Zondervan Library underwent changes over the summer to better accommodate students.
Some of these updates included: widening aisles, weeding out books, creating more study space and introducing self-checkout.
“Our Assistant Director Lana Wilson and I, we have talked at the end of this project, we will have touched every individual (book) and made a ‘keep or don’t keep’ decision,” Director of Zondervan Library Shannon Eaves said. “And then also by the end we probably will have shifted every single book.”
The library shelving was rearranged to create more space for the students. The aisles are wider, ADA-compliant, safer and easier to walk through.
“And so our study rooms are always full,” Eaves said. “So we took down more shelving and we're going to add more tables. So, hopefully, we have more places for students to sit.”
The library staff decided what things were worth preserving and things that needed to be altered. They wanted current information, “weeding out” the books that no longer were up to date or in bad shape.
Eaves said they recycled and sold books that had duplicates or that hadn’t been used in 20 to 30 years.
“When we go through the sciences and we have science textbooks from the 1950s — we don't need that,” Eaves said. “That's actually irresponsible for us to keep on our shelves, to keep offering bad information.”
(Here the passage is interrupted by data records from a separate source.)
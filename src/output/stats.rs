//! Statistics generation from the status ledger
//!
//! This module provides functionality for summarizing and displaying
//! harvest progress recorded in the ledger.

use crate::ledger::LedgerData;
use std::collections::{BTreeSet, HashMap};

/// Harvest statistics summary
#[derive(Debug, Clone, Default)]
pub struct LedgerStatistics {
    /// Species with a written record
    pub completed: usize,

    /// Completed species that carry at least a name or a description
    pub with_minimal_data: usize,

    /// Completed species released after a timeout with sections missing
    pub partial: usize,

    /// Species currently recorded as failed
    pub failed: usize,

    /// Failed species eligible for a retry run
    pub retryable: usize,

    /// Failure count per error type
    pub failures_by_type: HashMap<String, usize>,

    /// Distinct species in either section of the ledger
    pub species: usize,
}

impl LedgerStatistics {
    /// Summarizes a ledger snapshot
    pub fn from_ledger(data: &LedgerData) -> Self {
        let mut failures_by_type = HashMap::new();
        for entry in data.failed.values() {
            *failures_by_type.entry(entry.error_type.clone()).or_insert(0) += 1;
        }

        // A failure recorded after a success leaves the id in both maps
        let species = data
            .completed
            .keys()
            .chain(data.failed.keys())
            .collect::<BTreeSet<_>>()
            .len();

        Self {
            completed: data.completed.len(),
            with_minimal_data: data
                .completed
                .values()
                .filter(|entry| entry.has_minimal_data)
                .count(),
            partial: data
                .completed
                .values()
                .filter(|entry| entry.is_partial())
                .count(),
            failed: data.failed.len(),
            retryable: data.failed.values().filter(|entry| entry.retryable).count(),
            failures_by_type,
            species,
        }
    }

    pub fn total(&self) -> usize {
        self.species
    }
}

/// Prints statistics to stdout in a formatted manner
pub fn print_statistics(stats: &LedgerStatistics) {
    println!("=== Harvest Statistics ===\n");

    println!("Overview:");
    println!("  Species recorded: {}", stats.total());
    println!("  Completed: {}", stats.completed);
    println!("    with minimal data: {}", stats.with_minimal_data);
    println!("    partial (timeout): {}", stats.partial);
    println!("  Failed: {}", stats.failed);
    println!("    retryable: {}", stats.retryable);
    println!();

    if !stats.failures_by_type.is_empty() {
        println!("Failures by Type:");
        // Sort by count (descending), then name for stable output
        let mut counts: Vec<_> = stats.failures_by_type.iter().collect();
        counts.sort_by(|a, b| b.1.cmp(a.1).then_with(|| a.0.cmp(b.0)));

        for (error_type, count) in counts {
            println!("  {}: {}", error_type, count);
        }
        println!();
    }

    let success_rate = if stats.total() > 0 {
        (stats.completed as f64 / stats.total() as f64) * 100.0
    } else {
        0.0
    };

    println!(
        "Success Rate: {:.1}% ({} / {} species completed)",
        success_rate,
        stats.completed,
        stats.total()
    );
}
She hoped fewer shelves and additional seating would be more inviting for students to go into the library.
Freshman Ellie King worked in the library over the summer and helped install some of the new updates. She moved books, tore down old and rickety bookshelves and built new ones.
“I feel confident that the bookshelves are better,” King said. “Just more secure and more stable.”
Once they removed outdated materials, she said it allowed them to remove shelves and shift books around with the new space.
King loved the sense of accomplishment after she saw the end result of her projects. All of this hard work reminded King that “big problems can be handled one task at a time.”
Senior Kelsey Denison worked in the library for two years. She viewed the changes with a positive outlook.
“I know last year, we kind of had a survey,” Denison said. “We had a whiteboard there for students to give feedback of ‘What do you want to see at the library?’ and a lot of it was more study spaces.”
Denison said change is exciting and scary but it also offers an opportunity for growth.